Pitting Factor – derived from ECN and LPR measurements, providing a three decade logarithmic
scale ranging from general corrosion, through a cautionary zone, to localized pitting corrosion.
Two additional PVs can be also provided to the process control/automation system for specialist
observation and involvement:
•
•
B value – (also called Stern Geary constant) derived from HDA involving the real-time
measurement of the anodic and cathodic Tafel slopes; used to adjust the LPR corrosion rates
with the electrochemical processes in the system.
Corrosion Mechanism Indicator (CMI) – indicating conditions and trends of passivity in stainless
alloys, corrosion inhibition or scale formation.
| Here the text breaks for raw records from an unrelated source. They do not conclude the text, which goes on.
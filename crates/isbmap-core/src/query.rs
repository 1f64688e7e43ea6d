// crates/isbmap-core/src/query.rs

//! # Query Parser
//!
//! Turns a free-text search box string into a structured intent:
//! facility type, sector code, "near me" flag and a free-text name
//! fragment. Parsing never fails; an empty input yields the empty intent.

use once_cell::sync::Lazy;
use regex::Regex;

use crate::model::Category;

/// Structured search intent produced from one raw query string.
#[derive(Clone, Debug, Default, PartialEq)]
pub struct ParsedQuery {
    pub facility_type: Option<Category>,
    /// Normalized sector code, e.g. "F-7".
    pub sector: Option<String>,
    pub near_me: bool,
    /// Whole input treated as a name fragment when nothing else matched.
    pub specific_name: Option<String>,
}

// A sector token is one letter, an optional hyphen and 1-2 digits,
// standalone ("F-7", "f7") or after "in" ("in G-11").
static SECTOR_RE: Lazy<Regex> =
    Lazy::new(|| Regex::new(r"(?i)\b([a-z]-?\d{1,2})\b|in ([a-z]-?\d{1,2})").expect("valid regex"));

/// Keyword to category table, English plus common Urdu transliterations.
///
/// Order matters: the first table entry whose keyword occurs anywhere in
/// the query wins, regardless of where it occurs in the text. "police
/// station" therefore resolves through "police", and a bare "station"
/// still means police stations.
const TYPE_SYNONYMS: &[(&str, Category)] = &[
    ("hospital", Category::Hospitals),
    ("hospitals", Category::Hospitals),
    ("clinic", Category::Hospitals),
    ("doctor", Category::Hospitals),
    ("medical", Category::Hospitals),
    ("police", Category::PoliceStations),
    ("station", Category::PoliceStations),
    ("thana", Category::PoliceStations),
    ("rescue", Category::PoliceStations),
    ("park", Category::Parks),
    ("parks", Category::Parks),
    ("garden", Category::Parks),
    ("playground", Category::Parks),
    ("mosque", Category::Mosques),
    ("mosques", Category::Mosques),
    ("masjid", Category::Mosques),
    ("masjids", Category::Mosques),
    ("jamia", Category::Mosques),
    ("school", Category::Schools),
    ("schools", Category::Schools),
    ("academy", Category::Schools),
    ("college", Category::Colleges),
    ("colleges", Category::Colleges),
    ("university", Category::Universities),
    ("universities", Category::Universities),
    ("varsity", Category::Universities),
];

/// Normalize a sector token to the hyphenated uppercase form ("f7" -> "F-7").
fn normalize_sector(token: &str) -> String {
    let upper = token.to_uppercase();
    let mut chars = upper.chars();
    match (chars.next(), chars.clone().next()) {
        (Some(letter), Some(second)) if second.is_ascii_digit() => {
            format!("{letter}-{}", chars.as_str())
        }
        _ => upper,
    }
}

/// Parse a raw search string into a [`ParsedQuery`].
///
/// Detection order: near-me intent, sector code, facility-type keyword,
/// then the specific-name fallback when neither type nor sector matched
/// and the trimmed input is longer than two characters.
pub fn parse_query(raw: &str) -> ParsedQuery {
    let trimmed = raw.trim();
    let q = trimmed.to_lowercase();

    let mut parsed = ParsedQuery::default();
    if q.is_empty() {
        return parsed;
    }

    parsed.near_me = q.contains("near me") || q.contains("nearby");

    if let Some(caps) = SECTOR_RE.captures(&q) {
        let token = caps
            .get(1)
            .or_else(|| caps.get(2))
            .map(|m| m.as_str())
            .unwrap_or_default();
        parsed.sector = Some(normalize_sector(token));
    }

    parsed.facility_type = TYPE_SYNONYMS
        .iter()
        .find(|(keyword, _)| q.contains(keyword))
        .map(|&(_, category)| category);

    if parsed.facility_type.is_none() && parsed.sector.is_none() && trimmed.len() > 2 {
        parsed.specific_name = Some(trimmed.to_string());
    }

    parsed
}
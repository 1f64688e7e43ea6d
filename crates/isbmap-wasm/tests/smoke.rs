#![cfg(target_arch = "wasm32")]

use wasm_bindgen_test::*;

use isbmap_wasm::{facility_count, load_category, marker_color, nearby, search};
use wasm_bindgen::JsValue;

wasm_bindgen_test_configure!(run_in_browser);

const MOSQUES: &str = r#"{"features": [{
    "id": "mosque_1",
    "geometry": { "coordinates": [73.0372, 33.7295] },
    "properties": { "name": "Faisal Mosque", "sector": "E-8" }
}]}"#;

#[wasm_bindgen_test]
fn can_load_and_count() {
    let count = load_category("mosques", MOSQUES).expect("load should succeed");
    assert_eq!(count, 1);
    assert_eq!(facility_count("mosques"), 1);
    assert!(facility_count("all") >= 1);
}

#[wasm_bindgen_test]
fn unknown_category_is_rejected() {
    assert!(load_category("bus-stops", MOSQUES).is_err());
}

#[wasm_bindgen_test]
fn can_search_and_rank() {
    let _ = load_category("mosques", MOSQUES);

    let results = search("faisal", JsValue::NULL).expect("search should succeed");
    assert!(!results.is_null());

    let ranked = nearby(33.7295, 73.0372, 5.0, "all");
    assert!(!ranked.is_null());
}

#[wasm_bindgen_test]
fn presentation_lookups_cover_known_keys() {
    assert_eq!(marker_color("mosques").as_deref(), Some("#9333ea"));
    assert_eq!(marker_color("bus-stops"), None);
}
// crates/isbmap-core/src/session.rs

//! Explicit presentation session state.
//!
//! The browser shell owns exactly one of these and mutates it from UI
//! events; the engine only ever reads it. This replaces the ambient
//! module-level "current category / current filters / user location"
//! globals with a single-writer struct.

use crate::engine::{RankedFacility, SearchFilters};
use crate::model::{Category, Facility};
use crate::store::FacilityStore;

/// Current UI selection: active category, active filters and the last
/// known user position.
#[derive(Clone, Debug, Default)]
pub struct Session {
    pub category: Option<Category>,
    pub filters: SearchFilters,
    pub user_location: Option<(f64, f64)>,
}

impl Session {
    pub fn new() -> Self {
        Self::default()
    }

    /// Select a category by key; "all" or an unknown key clears the
    /// selection (unknown never errors).
    pub fn set_category_key(&mut self, key: &str) {
        self.category = Category::from_key(key);
    }

    pub fn set_filters(&mut self, filters: SearchFilters) {
        self.filters = filters;
    }

    pub fn set_user_location(&mut self, lat: f64, lng: f64) {
        self.user_location = Some((lat, lng));
    }

    pub fn clear_user_location(&mut self) {
        self.user_location = None;
    }

    /// Run the search-box query with the session's active filters.
    pub fn run_search<'a>(&self, store: &'a FacilityStore, query: &str) -> Vec<&'a Facility> {
        store.search(query, &self.filters)
    }

    /// Rank facilities around the user's position, if one is known.
    /// Uses the session's active category.
    pub fn nearby_me<'a>(
        &self,
        store: &'a FacilityStore,
        radius_km: f64,
    ) -> Option<Vec<RankedFacility<'a>>> {
        let (lat, lng) = self.user_location?;
        Some(store.nearby(lat, lng, radius_km, self.category))
    }
}

#[cfg(test)]
mod tests {
    use super::*;

    #[test]
    fn category_key_selection_tolerates_unknowns() {
        let mut session = Session::new();
        session.set_category_key("mosques");
        assert_eq!(session.category, Some(Category::Mosques));
        session.set_category_key("all");
        assert_eq!(session.category, None);
        session.set_category_key("bus-stops");
        assert_eq!(session.category, None);
    }

    #[test]
    fn nearby_me_requires_a_location() {
        let store = FacilityStore::new();
        let mut session = Session::new();
        assert!(session.nearby_me(&store, 5.0).is_none());
        session.set_user_location(33.6844, 73.0479);
        assert_eq!(session.nearby_me(&store, 5.0).unwrap().len(), 0);
    }
}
In addition to these types of measurements, there may be a need to include other online-compatible
measurements into the process control and automation system, when they can bring additional value or
longer term corroboration for uses in asset assessment and integrity evaluation. The corrosion
assessment techniques that fall into this group include those with the ability to be easily automated and
be coupled with the modern communication methods such as wireless technologies. These include
electrical resistance (ER) corrosion measurements, ultrasonic thickness (UT), pulsed eddy current
(PEC), fiber optic (FO) strain measurement, as well as other ancillary techniques as may be necessary.
5
Online, Real-Time Corrosion Implementation in a Plant Automation and Control Environment
In a modern industrial operation, the entire facility (whether centralized as in a refinery or chemical
plant, or decentralized as in a pipeline network) is controlled by automation and control systems. These
arrangements of process equipment, piping and pipelines are far too complex for operators to personally
control every aspect of their operations. Therefore, they rely on a system of data acquisition and
associated computer routines and applications to analyze the data and apply rule-based methodologies
for assessing variations in process conditions and prioritizing the response. In modern industrial
environments, these systems also provide management of safety and security. This is the infrastructure
that has vastly improved the productivity of the modern industrial plant.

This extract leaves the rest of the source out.